After the summer holidays, a long period passes by without holidays. Many people have days off at Christmas, but family engagements and business dinners hardly leave room to find time for yourself.

That’s why, when Easter comes, many people are looking forward to disconnecting from the frenetic pace of previous months. Doing the Camino de Santiago at Easter allows you to break completely with the routine and will provide you with the energy necessary to face the rest of the year, with a refreshed attitude.

The right number of days for your first contact

The truth is that there are few pilgrims who set out to travel completely along of the routes on the Camino de Santiago. Firstly, because it’s not easy to have a month or more of holidays to finish itineraries like the Camino Frances o el Camino del Norte. As a result, most pilgrims perform only the final stages or choose much shorter routes such as the Camino Ingles.

The days during Easter are just enough to complete between 4 and 6 stages on the Camino de Santiago. If you want to know what routes you could do at Easter, you can consult our article on routes of the Camino de Santiago that last 5 days. In it, we give you information about the routes and each one’s characteristics.

The temperatures are nice

On many occasions we have told you that the Camino de Santiago can be done at any time of the year, however, the months of April, May, June, September and October are the most recommended. Easter falls in April, so it is an ideal holiday to enjoy one of the best months on the Camino de Santiago.

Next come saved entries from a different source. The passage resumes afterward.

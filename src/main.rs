use std::sync::atomic::{AtomicUsize, Ordering};
use std::sync::Arc;

use typebus::{init_logging, registries, EventHandle};

/// Demo event raised by the binary.
#[derive(Debug, Default, Clone)]
struct Ping {
    count: i32,
}

fn main() -> anyhow::Result<()> {
    init_logging()?;
    tracing::info!("TypeBus {} (built {})", typebus::VERSION, typebus::BUILD_DATE);

    let received = Arc::new(AtomicUsize::new(0));

    let second = EventHandle::<Ping>::subscribe_bare(|| tracing::info!("second listener"));
    let target = second.clone();
    let r = received.clone();
    let first = EventHandle::subscribe(move |ping: &Ping| {
        r.fetch_add(1, Ordering::SeqCst);
        tracing::info!("first listener got count={}", ping.count);
        if ping.count == 5 {
            target.pause();
            registries()
                .registry::<Ping>()
                .add_one_shot(|ping: &Ping| tracing::info!("one-shot after count={}", ping.count));
        }
    });

    registries().raise(&Ping { count: 5 });
    tracing::info!("{}", registries().registry::<Ping>().describe());

    registries().raise(&Ping { count: 1 });
    registries().raise_dyn(&Ping { count: 2 })?;

    first.dispose();
    second.dispose();
    for stats in registries().describe_all() {
        tracing::info!("{}", stats);
    }
    tracing::info!("first listener ran {} times", received.load(Ordering::SeqCst));

    registries().reset_all();
    Ok(())
}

During this period, temperatures are more pleasant than in the summer or autumn months. There is usually is good weather during the day, but without having to endure very high temperatures, and at night, it is fresher.

The Camino de Santiago is especially beautiful at Easter

Easter usually coincides with the beginning of spring. At that time of year, nature begins to bloom and the fields are full of colours. After the rains, the reservoirs and rivers are calm again and look especially crystal clear.

The fauna also seems to awaken from the lethargy of winter. It is more common to hear birds singing and butterflies begin to hatch, animating the landscape that pilgrims cross.

There are pilgrims, but not so many

The popularity of the Camino de Santiago has made some routes somewhat crowded during summer months, a time in which most pilgrims enjoy their longer holidays. This phenomenon is particularly noticed on the Camino Frances and on the last 100 kilometres of other pilgrim routes.

If you do the Camino de Santiago you will find pilgrims on the route, but not too many. There are many who are encouraged to do the Camino de Santiago at Easter, but there are not as many as in summer.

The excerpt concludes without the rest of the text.